Educational Psychology


Abstract
This paper contains information on Erik Erikson, Jean Piaget and Lev Vygotsky. It
explains Erikson, Piaget and Vygotskys psychosocial development. It briefly describes the main
the conflicts of ages 5-18 and gives examples of some of the activities one would use in any
classroom to help students develop initiative, industry, and/or identity. It briefly describe the
stages of Piagets cognitive development. Also, briefly describes the cultural and social
influences on cognitive development through Vygotsky.

Erikson: Psychosocial development
Psychosocial development is the development of the personality, and the acquisition of
social attitudes and skills, from infancy through maturity. Lets take a look through the stages of
Erik Eriksons psychosocial development from ages five through eighteen. The stage Initiative
vs. Guilt is defined by children ages three to five. In this stage, a child is particularly livelier and
quickly developing. It is during this time, when the children start to become more social and
interact with the other children at school. Children start planning activities, share those activities
with other children, and make up games to play. When this happens, children tend to develop a
sense of initiative, they start to become more secure about their ability to lead and make
decisions. If this is squashed for the child, either through criticism or control, the child then starts
to develop a sense of guilt. Although some guilt is necessary to reinforce desired behaviors, too
much guilt can make the child slow to interact with others and could crush their creativity. It is
at this stage when children will begin to ask many questions as their thirst for knowledge grows
(McLeod, 2008).
The next stage is Industry vs. Inferiority. During this stage, children are starting to learn
how to read and write, do sums, and make things on their own. During this stage, teachers start to
make a big impact on the childrens lives. Children start to realize what groups are and how they
will become a major source of the childs self-esteem. Children then begin to take pride in their
accomplishments. When children are encouraged and reassured for their initiative, it is then
when they begin to feel confident in their ability to achieve goals. If this initiative is not
encouraged, the child then begins to feel inferior and starts doubting their own abilities and may
not reach his or her potential. If a child does not master a specific skill, they start to feel that
society is becoming demanding, that they have to be athletic or popular to fit in. It is during this
time that the child might develop a sense of inferiority. Some failure may be necessary so that
the child can develop some modesty, yet, a balance between competence and modesty is
necessary. In this stage, success will lead to the virtue of competence (McLeod, 2008).
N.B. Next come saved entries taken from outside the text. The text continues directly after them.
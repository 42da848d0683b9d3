//! Voronoi cells and their post-processing: slant, defect removal, and
//! texture assignment.
//!
//! Wrap mirrors of a cell are found by comparing centers: a mirror's center
//! differs from the cell's by exactly the grid extent in x, y, or both.

use std::path::PathBuf;

use tracing::warn;

use crate::point::{ColorRgb, Point2, Point3};
use crate::rng::DeterministicRng;

/// Tolerance when matching wrap-mirror centers.
const MIRROR_EPSILON: f64 = 0.1;

/// Attempts at finding a visible cell before falling back to the middle one.
const MAX_REMOVAL_RETRIES: usize = 1000;

/// Texture image assigned to a cell.
#[derive(Debug, Clone, PartialEq)]
pub struct CellTexture {
    pub file: PathBuf,
    /// Rotation in degrees, in [0, 360).
    pub rotation: u32,
}

/// A Voronoi cell with its rendering attributes.
///
/// The polygon has at least three distinct vertices, or is empty when the
/// cell vanished during offsetting.
#[derive(Debug, Clone, PartialEq)]
pub struct Cell {
    pub center: Point3,
    pub polygon: Vec<Point3>,
    pub is_slanted: bool,
    pub texture: Option<CellTexture>,
    pub color: Option<ColorRgb>,
}

impl Cell {
    pub fn new(center: Point3, polygon: Vec<Point3>) -> Self {
        Self {
            center,
            polygon,
            is_slanted: false,
            texture: None,
            color: None,
        }
    }

    /// Whether the cell has nothing left to render.
    pub fn is_empty(&self) -> bool {
        self.polygon.is_empty()
    }

    /// The polygon vertices with the lowest and the highest z.
    pub fn z_bounds(&self) -> Option<(Point3, Point3)> {
        let first = *self.polygon.first()?;
        let bounds = self.polygon[1..]
            .iter()
            .fold((first, first), |(min, max), &p| {
                (
                    if p.z < min.z { p } else { min },
                    if p.z > max.z { p } else { max },
                )
            });
        Some(bounds)
    }

    /// Sets z of the center and of every vertex.
    pub fn flatten_z(&mut self, z: f64) {
        self.center.z = z;
        for p in &mut self.polygon {
            p.z = z;
        }
    }
}

/// Shears a polygon in z around `center` and lifts it by `z_displace`.
///
/// `direction` is an angle in radians, counter-clockwise from +x; vertices
/// along it rise, vertices opposite it sink. If any vertex would end up below
/// zero the whole polygon is raised so the lowest vertex sits at zero.
pub fn slant_polygon(
    polygon: &[Point3],
    center: Point3,
    direction: f64,
    slant: f64,
    z_displace: f64,
) -> Vec<Point3> {
    let slant_dir = Point2::new(direction.cos(), direction.sin()) * slant;
    let slanted: Vec<Point3> = polygon
        .iter()
        .map(|&p| {
            let offset = (p.xy() - center.xy()).dot(slant_dir);
            p.with_z(p.z + offset.round())
        })
        .collect();
    let min_z = slanted.iter().map(|p| p.z).fold(f64::INFINITY, f64::min);
    let compensation = if min_z < 0.0 { -min_z } else { 0.0 };
    let lift = (z_displace + compensation).round();
    slanted.into_iter().map(|p| p.with_z(p.z + lift)).collect()
}

/// Randomly slants and lifts every cell.
///
/// Per cell, draws a direction in [0, 2pi), a slant in [0, `max_slant`), and
/// a lift in [0, `max_z_displace`).
pub fn slant_random(
    cells: &mut [Cell],
    max_slant: f64,
    max_z_displace: f64,
    rng: &mut DeterministicRng,
) {
    for cell in cells.iter_mut() {
        let direction = rng.gen_f64() * std::f64::consts::TAU;
        let amount = rng.gen_f64() * max_slant;
        let z_displace = rng.gen_f64() * max_z_displace;
        cell.polygon = slant_polygon(&cell.polygon, cell.center, direction, amount, z_displace);
        if amount > 0.0 {
            cell.is_slanted = true;
        }
    }
}

/// Whether the cell center lies strictly inside the non-padded region.
pub fn is_visible(cell: &Cell, grid_size: [usize; 2], wrap_amount: usize, scale: f64) -> bool {
    let pad = (wrap_amount / 2) as f64 * scale;
    let inside = |v: f64, size: usize| pad < v && v < (size as f64) * scale + pad;
    inside(cell.center.x, grid_size[0]) && inside(cell.center.y, grid_size[1])
}

/// Indices of the wrap mirrors of `cell` within `cells`.
pub fn wrapped_cells(cells: &[Cell], cell: &Cell, grid_size: [usize; 2], scale: f64) -> Vec<usize> {
    let extent = Point2::new(grid_size[0] as f64, grid_size[1] as f64) * scale;
    let c = cell.center.xy();
    let near = |a: f64, b: f64| (a - b).abs() < MIRROR_EPSILON;
    cells
        .iter()
        .enumerate()
        .filter(|(_, test)| {
            let t = test.center.xy();
            let x_same = near(t.x, c.x);
            let y_same = near(t.y, c.y);
            let x_shift = near(t.x, c.x + extent.x) || near(t.x, c.x - extent.x);
            let y_shift = near(t.y, c.y + extent.y) || near(t.y, c.y - extent.y);
            (x_shift && y_same) || (y_shift && x_same) || (x_shift && y_shift)
        })
        .map(|(i, _)| i)
        .collect()
}

fn pick_visible_cell(
    cells: &[Cell],
    grid_size: [usize; 2],
    wrap_amount: usize,
    scale: f64,
    rng: &mut DeterministicRng,
) -> Option<usize> {
    (0..=MAX_REMOVAL_RETRIES)
        .map(|_| rng.gen_range(0..cells.len()))
        .find(|&i| is_visible(&cells[i], grid_size, wrap_amount, scale))
}

/// Removes `count` random visible cells together with their wrap mirrors.
///
/// Returns copies of the removed cells with every z set to 0. If no visible
/// cell is found after the retry limit, the middle cell is taken.
pub fn remove_random_cells(
    cells: &mut Vec<Cell>,
    count: u32,
    grid_size: [usize; 2],
    wrap_amount: usize,
    scale: f64,
    rng: &mut DeterministicRng,
) -> Vec<Cell> {
    let mut removed = Vec::new();
    for _ in 0..count {
        if cells.is_empty() {
            warn!("no cells left to remove");
            break;
        }
        let index = match pick_visible_cell(cells, grid_size, wrap_amount, scale, rng) {
            Some(index) => index,
            None => {
                warn!(
                    cells = cells.len(),
                    "no visible cell found, removing the middle cell"
                );
                cells.len() / 2
            }
        };

        let mut group = wrapped_cells(cells, &cells[index], grid_size, scale);
        group.push(index);
        group.sort_unstable_by(|a, b| b.cmp(a));
        group.dedup();

        let mut taken: Vec<Cell> = group.into_iter().map(|i| cells.remove(i)).collect();
        taken.reverse();
        for cell in &mut taken {
            cell.flatten_z(0.0);
        }
        removed.extend(taken);
    }
    removed
}

/// Assigns a random texture and rotation to every cell, and the same
/// assignment to its wrap mirrors.
///
/// Returns `None` when `texture_images` is empty; the input cells are left
/// untouched either way.
pub fn apply_random_texture(
    cells: &[Cell],
    texture_images: &[PathBuf],
    grid_size: [usize; 2],
    scale: f64,
    rng: &mut DeterministicRng,
) -> Option<Vec<Cell>> {
    if texture_images.is_empty() {
        return None;
    }
    let mut textured = cells.to_vec();
    for i in 0..textured.len() {
        let file = rng.choose(texture_images)?.clone();
        let rotation = rng.gen_range(0..360u32);
        let texture = CellTexture { file, rotation };
        for j in wrapped_cells(&textured, &textured[i], grid_size, scale) {
            textured[j].texture = Some(texture.clone());
        }
        textured[i].texture = Some(texture);
    }
    Some(textured)
}

#[cfg(test)]
mod tests {
    use super::*;

    fn square_cell(cx: f64, cy: f64, half: f64, z: f64) -> Cell {
        let polygon = vec![
            Point3::new(cx - half, cy - half, z),
            Point3::new(cx + half, cy - half, z),
            Point3::new(cx + half, cy + half, z),
            Point3::new(cx - half, cy + half, z),
        ];
        Cell::new(Point3::new(cx, cy, z), polygon)
    }

    /// One cell per grid position of a `size x size` grid plus `wrap` mirrored
    /// rows and columns, at scale 1.
    fn wrapped_grid(size: usize, wrap: usize) -> Vec<Cell> {
        let mut cells = Vec::new();
        for x in 0..size + wrap {
            for y in 0..size + wrap {
                cells.push(square_cell(x as f64 + 0.5, y as f64 + 0.5, 0.4, 10.0));
            }
        }
        cells
    }

    #[test]
    fn test_slant_polygon_compensates_negative_z() {
        let cell = square_cell(0.0, 0.0, 1.0, 0.0);
        let slanted = slant_polygon(&cell.polygon, cell.center, 0.0, 2.0, 0.0);
        let zs: Vec<f64> = slanted.iter().map(|p| p.z).collect();
        assert_eq!(zs, vec![0.0, 4.0, 4.0, 0.0]);
    }

    #[test]
    fn test_slant_polygon_lift_only() {
        let cell = square_cell(0.0, 0.0, 1.0, 5.0);
        let lifted = slant_polygon(&cell.polygon, cell.center, 1.0, 0.0, 2.4);
        assert!(lifted.iter().all(|p| p.z == 7.0));
    }

    #[test]
    fn test_slant_random_marks_slanted() {
        let mut cells = vec![square_cell(0.0, 0.0, 1.0, 0.0)];
        slant_random(&mut cells, 3.0, 10.0, &mut DeterministicRng::new(5));
        assert!(cells[0].is_slanted);
        assert!(cells[0].polygon.iter().all(|p| p.z >= 0.0));

        let mut flat = vec![square_cell(0.0, 0.0, 1.0, 0.0)];
        slant_random(&mut flat, 0.0, 10.0, &mut DeterministicRng::new(5));
        assert!(!flat[0].is_slanted);
    }

    #[test]
    fn test_visibility_band() {
        let grid = [4, 4];
        assert!(is_visible(&square_cell(2.5, 2.5, 0.4, 0.0), grid, 4, 1.0));
        assert!(!is_visible(&square_cell(1.5, 2.5, 0.4, 0.0), grid, 4, 1.0));
        assert!(!is_visible(&square_cell(2.0, 2.5, 0.4, 0.0), grid, 4, 1.0));
        assert!(!is_visible(&square_cell(6.5, 2.5, 0.4, 0.0), grid, 4, 1.0));
    }

    #[test]
    fn test_wrapped_cells_finds_all_mirrors() {
        let cells = wrapped_grid(4, 4);
        let target = cells
            .iter()
            .position(|c| c.center.x == 1.5 && c.center.y == 1.5)
            .unwrap();
        let mirrors = wrapped_cells(&cells, &cells[target], [4, 4], 1.0);
        let mut centers: Vec<(f64, f64)> = mirrors
            .iter()
            .map(|&i| (cells[i].center.x, cells[i].center.y))
            .collect();
        centers.sort_by(|a, b| a.partial_cmp(b).unwrap());
        assert_eq!(centers, vec![(1.5, 5.5), (5.5, 1.5), (5.5, 5.5)]);
    }

    #[test]
    fn test_remove_random_cells_only_visible() {
        let grid = [6, 6];
        let wrap = 4;
        for seed in 0..20 {
            let mut cells = wrapped_grid(6, wrap);
            let before = cells.len();
            let mut rng = DeterministicRng::new(seed);
            let removed = remove_random_cells(&mut cells, 2, grid, wrap, 1.0, &mut rng);
            assert_eq!(before - cells.len(), removed.len());
            assert!(removed.iter().all(|c| c.center.z == 0.0));
            assert!(removed.iter().all(|c| c.polygon.iter().all(|p| p.z == 0.0)));

            let primaries: Vec<&Cell> = removed
                .iter()
                .filter(|c| is_visible(c, grid, wrap, 1.0))
                .collect();
            assert!(!primaries.is_empty());
            for cell in &removed {
                let c = cell.center;
                let pad = 2.0;
                let band = |v: f64| v <= pad || v >= 6.0 + pad;
                if band(c.x) || band(c.y) {
                    // A mirror of a removed visible cell.
                    assert!(!wrapped_cells(&removed, cell, grid, 1.0).is_empty());
                }
            }
        }
    }

    #[test]
    fn test_remove_random_cells_takes_count_visible_cells() {
        let grid = [6, 6];
        let wrap = 4;
        for seed in 0..20 {
            let mut cells = wrapped_grid(6, wrap);
            let mut rng = DeterministicRng::new(seed);
            let removed = remove_random_cells(&mut cells, 3, grid, wrap, 1.0, &mut rng);

            let (visible, mirrors): (Vec<&Cell>, Vec<&Cell>) = removed
                .iter()
                .partition(|c| is_visible(c, grid, wrap, 1.0));
            assert_eq!(visible.len(), 3, "seed {}", seed);
            let originals: Vec<Cell> = visible.iter().map(|c| (*c).clone()).collect();
            for mirror in mirrors {
                assert_eq!(
                    wrapped_cells(&originals, mirror, grid, 1.0).len(),
                    1,
                    "seed {}: {:?} mirrors no removed visible cell",
                    seed,
                    mirror.center
                );
            }
            for cell in &originals {
                assert!(wrapped_cells(&cells, cell, grid, 1.0).is_empty());
            }
        }
    }

    #[test]
    fn test_remove_random_cells_deterministic() {
        let run = |seed| {
            let mut cells = wrapped_grid(6, 4);
            remove_random_cells(&mut cells, 3, [6, 6], 4, 1.0, &mut DeterministicRng::new(seed))
        };
        assert_eq!(run(11), run(11));
    }

    #[test]
    fn test_remove_falls_back_to_middle() {
        // No cell is visible: everything lies in the padding band.
        let mut cells: Vec<Cell> = (0..5).map(|i| square_cell(0.5, i as f64, 0.2, 3.0)).collect();
        let removed =
            remove_random_cells(&mut cells, 1, [4, 4], 4, 1.0, &mut DeterministicRng::new(1));
        assert_eq!(removed.len(), 1);
        assert_eq!(removed[0].center.y, 2.0);
        assert_eq!(cells.len(), 4);
    }

    #[test]
    fn test_apply_random_texture() {
        let cells = wrapped_grid(4, 4);
        let mut rng = DeterministicRng::new(2);
        assert!(apply_random_texture(&cells, &[], [4, 4], 1.0, &mut rng).is_none());

        let textures = vec![PathBuf::from("a.png"), PathBuf::from("b.png")];
        let textured = apply_random_texture(&cells, &textures, [4, 4], 1.0, &mut rng).unwrap();
        assert!(cells.iter().all(|c| c.texture.is_none()));
        assert!(textured.iter().all(|c| c.texture.is_some()));
        for (i, cell) in textured.iter().enumerate() {
            assert!(cell.texture.as_ref().unwrap().rotation < 360);
            for j in wrapped_cells(&textured, cell, [4, 4], 1.0) {
                assert_eq!(textured[j].texture, textured[i].texture);
            }
        }
    }
}
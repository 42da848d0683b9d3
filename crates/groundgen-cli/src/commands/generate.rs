//! Generate command implementation
//!
//! Generates a batch of image sets for one ground type. Every set gets its
//! own seed derived from the base seed and its index.

use anyhow::{Context, Result};
use colored::Colorize;
use groundgen_backend_texture::{generate_ground, save_ground_set, DeterministicRng};
use groundgen_spec::output::batch_set_name;
use groundgen_spec::validation::validate_request;
use groundgen_spec::{
    DepthRange, ErrorCode, GroundParams, GroundRequest, GroundType, ValidationError,
};
use std::path::PathBuf;
use std::process::ExitCode;
use std::time::Instant;
use tracing::info;

use super::reporting;

/// Options of the generate command, after argument parsing.
#[derive(Debug, Clone, PartialEq)]
pub struct GenerateOptions {
    pub ground: GroundType,
    /// Number of image sets.
    pub count: u32,
    pub output_dir: PathBuf,
    /// Overrides the preset defect count.
    pub defects: Option<u32>,
    pub seed: u32,
    pub depth_range: DepthRange,
    /// Also write the SVG sources (cellular grounds only).
    pub svg: bool,
    pub texture_images: Vec<PathBuf>,
    pub background_texture: Option<PathBuf>,
    /// Overrides the asphalt resolution.
    pub resolution: Option<[u32; 2]>,
    pub json: bool,
    pub quiet: bool,
}

impl GenerateOptions {
    /// Options for `count` sets of `ground` with preset parameters.
    pub fn new(ground: GroundType, count: u32, output_dir: impl Into<PathBuf>) -> Self {
        Self {
            ground,
            count,
            output_dir: output_dir.into(),
            defects: None,
            seed: 0,
            depth_range: DepthRange::default(),
            svg: false,
            texture_images: Vec::new(),
            background_texture: None,
            resolution: None,
            json: false,
            quiet: false,
        }
    }
}

/// Applies the command-line overrides to the preset of `options.ground`.
///
/// Overrides that do not apply to the chosen generator are reported as
/// validation errors.
pub fn build_params(options: &GenerateOptions) -> Result<GroundParams, Vec<ValidationError>> {
    let mut params = options.ground.default_params();
    if let Some(defects) = options.defects {
        params = params.with_defects(defects);
    }

    let mut errors = Vec::new();
    match &mut params {
        GroundParams::Cellular(cellular) => {
            cellular.render_svg = options.svg;
            cellular.texture_images = options.texture_images.clone();
            cellular.background_texture = options.background_texture.clone();
            if options.resolution.is_some() {
                errors.push(not_applicable("--resolution", options.ground, "params.resolution"));
            }
        }
        GroundParams::Asphalt(asphalt) => {
            if let Some(resolution) = options.resolution {
                asphalt.resolution = resolution;
            }
            if options.svg {
                errors.push(not_applicable("--svg", options.ground, "params.render_svg"));
            }
            if !options.texture_images.is_empty() {
                errors.push(not_applicable("--texture", options.ground, "params.texture_images"));
            }
            if options.background_texture.is_some() {
                errors.push(not_applicable(
                    "--background-texture",
                    options.ground,
                    "params.background_texture",
                ));
            }
        }
    }

    if errors.is_empty() {
        Ok(params)
    } else {
        Err(errors)
    }
}

fn not_applicable(flag: &str, ground: GroundType, path: &str) -> ValidationError {
    ValidationError::with_path(
        ErrorCode::GroundParamsMismatch,
        format!("{} does not apply to {}", flag, ground),
        path,
    )
}

/// The requests of a batch, in index order.
pub fn batch_requests(options: &GenerateOptions, params: &GroundParams) -> Vec<GroundRequest> {
    (0..options.count)
        .map(|index| {
            GroundRequest::new(
                options.ground,
                batch_set_name(options.ground.as_str(), index),
                &options.output_dir,
            )
            .with_seed(DeterministicRng::derive_image_seed(options.seed, index))
            .with_depth_range(options.depth_range)
            .with_params(params.clone())
        })
        .collect()
}

/// Run the generate command
///
/// # Returns
/// Exit code: 0 success, 1 invalid request, 2 generation error
pub fn run(options: &GenerateOptions) -> Result<ExitCode> {
    let start = Instant::now();
    let human = !options.json && !options.quiet;

    if human {
        println!("{} {}", "Ground:".cyan().bold(), options.ground);
        println!("{} {}", "Output dir:".cyan().bold(), options.output_dir.display());
        println!(
            "{} {} {}",
            "Sets:".cyan().bold(),
            options.count,
            format!("(base seed {})", options.seed).dimmed()
        );
    }

    let requests = match build_params(options) {
        Ok(params) => batch_requests(options, &params),
        Err(errors) => return Ok(report_invalid(options, &errors)),
    };
    // All sets share their parameters and differ only in name and seed.
    if let Some(first) = requests.first() {
        if let Err(errors) = validate_request(first).into_result() {
            return Ok(report_invalid(options, &errors));
        }
    }

    let mut sets = Vec::with_capacity(requests.len());
    for request in &requests {
        let written = generate_ground(request).and_then(|result| {
            save_ground_set(&result, &request.output_dir, &request.name, request.depth_range)
        });
        let files = match written {
            Ok(files) => files,
            Err(e) => {
                if options.json {
                    let output = serde_json::json!({
                        "success": false,
                        "name": request.name,
                        "error": reporting::generate_error_to_json(&e),
                        "sets": sets,
                    });
                    println!("{}", serde_json::to_string_pretty(&output)?);
                } else if !options.quiet {
                    println!("\n{} {}: {}", "GENERATION FAILED".red().bold(), request.name, e);
                }
                let e = anyhow::Error::new(e)
                    .context(format!("failed to generate image set '{}'", request.name));
                tracing::error!("{:#}", e);
                return Ok(ExitCode::from(2));
            }
        };
        info!(name = %request.name, seed = request.seed, "wrote image set");

        if options.json {
            sets.push(reporting::saved_set_to_json(&request.name, request.seed, &files));
        } else if human {
            reporting::print_saved_files(&request.name, request.seed, &files);
        }
    }

    if options.json {
        let output = serde_json::json!({ "success": true, "sets": sets });
        println!(
            "{}",
            serde_json::to_string_pretty(&output).context("failed to serialize output")?
        );
    } else if human {
        println!(
            "\n{} Generated {} set(s) in {}ms",
            "Done.".green().bold(),
            requests.len(),
            start.elapsed().as_millis()
        );
    }
    Ok(ExitCode::SUCCESS)
}

fn report_invalid(options: &GenerateOptions, errors: &[ValidationError]) -> ExitCode {
    if options.json {
        let output = serde_json::json!({
            "success": false,
            "errors": reporting::validation_errors_to_json(errors),
        });
        if let Ok(text) = serde_json::to_string_pretty(&output) {
            println!("{}", text);
        }
    } else if !options.quiet {
        reporting::print_validation_errors(errors);
    }
    ExitCode::from(1)
}
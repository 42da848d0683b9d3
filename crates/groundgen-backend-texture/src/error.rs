//! Errors from ground generation.

use groundgen_spec::BackendError;
use thiserror::Error;

use crate::png::PngError;

/// Errors from ground generation.
#[derive(Debug, Error)]
pub enum GenerateError {
    #[error("shape mismatch: expected {expected} components, found {found}")]
    ShapeMismatch { expected: usize, found: usize },

    #[error("invalid color value: {0}")]
    InvalidColorValue(String),

    #[error("cannot wrap {amount} more than the grid size {size}")]
    WrapTooLarge { amount: usize, size: usize },

    #[error("unknown crack direction: {0}")]
    InvalidDirection(i32),

    #[error("invalid step index {index} for a crack of {max_steps} steps")]
    InvalidStepIndex { index: u32, max_steps: u32 },

    #[error("Invalid parameter: {0}")]
    InvalidParameter(String),

    #[error("SVG error: {0}")]
    Svg(#[from] usvg::Error),

    #[error("raster error: {0}")]
    Raster(String),

    #[error("PNG error: {0}")]
    Png(#[from] PngError),

    #[error("image error: {0}")]
    Image(image::ImageError),

    #[error("IO error: {0}")]
    Io(#[from] std::io::Error),
}

impl From<image::ImageError> for GenerateError {
    fn from(err: image::ImageError) -> Self {
        match err {
            image::ImageError::IoError(io) => GenerateError::Io(io),
            other => GenerateError::Image(other),
        }
    }
}

impl BackendError for GenerateError {
    fn code(&self) -> &'static str {
        match self {
            GenerateError::ShapeMismatch { .. } => "GROUND_001",
            GenerateError::InvalidColorValue(_) => "GROUND_002",
            GenerateError::WrapTooLarge { .. } => "GROUND_003",
            GenerateError::InvalidDirection(_) => "GROUND_004",
            GenerateError::InvalidStepIndex { .. } => "GROUND_005",
            GenerateError::InvalidParameter(_) => "GROUND_006",
            GenerateError::Svg(_) => "GROUND_007",
            GenerateError::Raster(_) => "GROUND_008",
            GenerateError::Png(_) => "GROUND_009",
            GenerateError::Image(_) => "GROUND_010",
            GenerateError::Io(_) => "GROUND_011",
        }
    }

    fn category(&self) -> &'static str {
        match self {
            GenerateError::ShapeMismatch { .. } | GenerateError::InvalidColorValue(_) => "geometry",
            GenerateError::WrapTooLarge { .. } | GenerateError::InvalidParameter(_) => "parameter",
            GenerateError::InvalidDirection(_) | GenerateError::InvalidStepIndex { .. } => "crack",
            GenerateError::Svg(_) | GenerateError::Raster(_) => "render",
            GenerateError::Png(_) | GenerateError::Image(_) | GenerateError::Io(_) => "io",
        }
    }
}

#[cfg(test)]
mod tests {
    use super::*;

    #[test]
    fn test_codes_are_stable() {
        let err = GenerateError::WrapTooLarge { amount: 6, size: 5 };
        assert_eq!(err.code(), "GROUND_003");
        assert_eq!(err.category(), "parameter");
        assert_eq!(err.message(), "cannot wrap 6 more than the grid size 5");

        let err = GenerateError::InvalidDirection(8);
        assert_eq!(err.code(), "GROUND_004");
        assert_eq!(err.category(), "crack");
    }

    #[test]
    fn test_image_io_error_maps_to_io() {
        let io = std::io::Error::new(std::io::ErrorKind::NotFound, "missing");
        let err: GenerateError = image::ImageError::IoError(io).into();
        assert!(matches!(err, GenerateError::Io(_)));
    }
}
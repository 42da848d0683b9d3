//! groundgen CLI - Command-line interface for ground-texture generation
//!
//! This binary generates batches of texture / defects / depth image sets and
//! prints the built-in presets.

use clap::Parser;
use std::path::PathBuf;
use std::process::ExitCode;

use groundgen_cli::commands;
use groundgen_cli::commands::generate::GenerateOptions;
use groundgen_cli::logging;

mod cli_args;

use cli_args::{Cli, Commands};

fn main() -> ExitCode {
    let cli = Cli::parse();
    logging::init(cli.verbose, cli.quiet);

    let result = match cli.command {
        Commands::Generate {
            ground,
            count,
            output_dir,
            defects,
            seed,
            depth_range,
            svg,
            textures,
            background_texture,
            resolution,
            json,
        } => {
            let options = GenerateOptions {
                ground,
                count,
                output_dir: PathBuf::from(output_dir),
                defects,
                seed,
                depth_range,
                svg,
                texture_images: textures.into_iter().map(PathBuf::from).collect(),
                background_texture: background_texture.map(PathBuf::from),
                resolution,
                json,
                quiet: cli.quiet,
            };
            commands::generate::run(&options)
        }
        Commands::Presets { ground } => commands::presets::run(ground),
    };

    match result {
        Ok(code) => code,
        Err(e) => {
            eprintln!("{}: {:#}", colored::Colorize::red("error"), e);
            ExitCode::from(2)
        }
    }
}

#[cfg(test)]
mod tests {
    use super::*;
    use cli_args::parse_resolution;
    use groundgen_spec::{DepthRange, GroundType};

    #[test]
    fn test_cli_parses_generate_defaults() {
        let cli = Cli::try_parse_from(["groundgen", "generate", "--ground", "slate"]).unwrap();
        assert_eq!(cli.verbose, 0);
        assert!(!cli.quiet);
        match cli.command {
            Commands::Generate {
                ground,
                count,
                output_dir,
                defects,
                seed,
                depth_range,
                svg,
                textures,
                resolution,
                ..
            } => {
                assert_eq!(ground, GroundType::Slate);
                assert_eq!(count, 1);
                assert_eq!(output_dir, ".");
                assert_eq!(defects, None);
                assert_eq!(seed, 0);
                assert_eq!(depth_range, DepthRange::Sixteen);
                assert!(!svg);
                assert!(textures.is_empty());
                assert_eq!(resolution, None);
            }
            _ => panic!("expected generate command"),
        }
    }

    #[test]
    fn test_cli_parses_generate_with_options() {
        let cli = Cli::try_parse_from([
            "groundgen",
            "-vv",
            "generate",
            "-g",
            "asphalt",
            "-n",
            "5",
            "-o",
            "out",
            "-d",
            "3",
            "--seed",
            "42",
            "--depth-range",
            "8bit",
            "-r",
            "640x480",
            "--json",
        ])
        .unwrap();
        assert_eq!(cli.verbose, 2);
        match cli.command {
            Commands::Generate {
                ground,
                count,
                output_dir,
                defects,
                seed,
                depth_range,
                resolution,
                json,
                ..
            } => {
                assert_eq!(ground, GroundType::Asphalt);
                assert_eq!(count, 5);
                assert_eq!(output_dir, "out");
                assert_eq!(defects, Some(3));
                assert_eq!(seed, 42);
                assert_eq!(depth_range, DepthRange::Eight);
                assert_eq!(resolution, Some([640, 480]));
                assert!(json);
            }
            _ => panic!("expected generate command"),
        }
    }

    #[test]
    fn test_cli_repeated_textures() {
        let cli = Cli::try_parse_from([
            "groundgen",
            "generate",
            "--ground",
            "cobblestone",
            "--texture",
            "a.png",
            "--texture",
            "b.png",
            "--background-texture",
            "bg.png",
            "--svg",
        ])
        .unwrap();
        match cli.command {
            Commands::Generate {
                textures,
                background_texture,
                svg,
                ..
            } => {
                assert_eq!(textures, vec!["a.png", "b.png"]);
                assert_eq!(background_texture.as_deref(), Some("bg.png"));
                assert!(svg);
            }
            _ => panic!("expected generate command"),
        }
    }

    #[test]
    fn test_cli_rejects_unknown_ground() {
        assert!(Cli::try_parse_from(["groundgen", "generate", "--ground", "gravel"]).is_err());
        assert!(Cli::try_parse_from(["groundgen", "generate"]).is_err());
    }

    #[test]
    fn test_cli_parses_presets() {
        let cli = Cli::try_parse_from(["groundgen", "-q", "presets", "--ground", "asphalt"])
            .unwrap();
        assert!(cli.quiet);
        match cli.command {
            Commands::Presets { ground } => assert_eq!(ground, Some(GroundType::Asphalt)),
            _ => panic!("expected presets command"),
        }
    }

    #[test]
    fn test_parse_resolution() {
        assert_eq!(parse_resolution("1024x768").unwrap(), [1024, 768]);
        assert_eq!(parse_resolution("64X32").unwrap(), [64, 32]);
        assert!(parse_resolution("1024").is_err());
        assert!(parse_resolution("axb").is_err());
    }
}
Next, the stage is Identity vs. Role Confusion. This is the stage when a child is going
through the transition from childhood to adulthood, and is the most important stage. Children are
becoming more independent, and starting to think about their future and what it is they want to
do with their lives. During this stage is when adolescent will reexamine his or her identity and try
to find out who he or she is. Erikson suggests that two identities are involved: the sexual and the
occupational. Erikson claims that a child may feel uncomfortable about their body for a while
until they can adapt and grow into the changes. Success in this stage will lead to the virtue of
fidelity. Being able to commit to oneself defines fidelity. This is the period where he or she starts
to explore their options. When one starts to think I dont know what I want to be when I grow
up is when a child is failing to establish a sense of identity with society, which can lead to role
confusion. Role confusion is defined as a child getting mixed feelings about themselves, or their
place in society. In response to role confusion, a child may begin to experiment with different
lifestyles such as work and education. Trying to pressure a child into doing something, or being
someone they do not want to be can lead to rebellion. Which could lead to negativity in the child,
and feelings of unhappiness (McLeod, 2008).
In my classroom, there are many activities I would do to help students develop initiative,
industry, and/or identity. One activity that I would do every day or possibly every week would be
to have a leader. For one whole week one of my students would get to be the leader, they would
be the line leader the Pledge of Allegiance leader, and would be my helper for the whole entire
week. One day they would bring in something for show and tell, something that describes them,
or something the shows what they like to do in their spare time. One day they could bring in
pictures of themselves and their family and explain them to us and who the people are in the
pictures. I think this is a good activity because it lets that child be independent and reminds them
of who they are.
Piaget: Cognitive Development
According to Piaget, there are two major principles that guide intellectual growth and
biological development: adaptation and organizations. For an individual to survive in an
environment, they have to adapt to physical and mental stimuli. Assimilation and
accommodation are both a part of the adaptation process. Piaget believed that in order for human
beings to process mental structures, they had to assimilate external events and convert them to fit
their mental structures. Piagets second principle, organization, refers to the nature of these
adaptive mental structures. He suggests that the mind is organized in complex and integrated
ways. The easiest way would be the schema, which is a mental representation of some physical
or mental action that can be performed on an object, event, or phenomenon (Wood, Smith,
Grossniklaus, 2012).
Piagets stages of cognitive development include: sensorimotor, preoperational, concrete
operational, formal operational. The first stage, sensorimotor begins at birth and last till about
eighteen months two years of age. Infants cannot predicts reaction, and knowledge is limited at
this stage. Infants must constantly experiment and learn through trial and error (Wood, Smith,
Grossniklaus, 2012).
The second stage, preoperational, usually occurs during the period between toddlers
(eighteen-twenty-four months) and early childhood (seven years). This is the stage where
children start to talk and remember things, and have a sense of imagination. In this stage,
children start to play make believe such as dress up and making up stories. Children start to
understand and express relationships between the past and future (Wood, Smith, Grossniklaus,
2012).
The next stage, concrete operational, typically develops between ages of seven years to
eleven years. Intellectual development in this stage is demonstrated through the use of logical
and systematic manipulation of symbols, which are related to concrete objects. Thinking
becomes less egocentric with increased awareness of external events, and involves concrete
references. The last stage, formal operational, is the period from adolescent through adulthood.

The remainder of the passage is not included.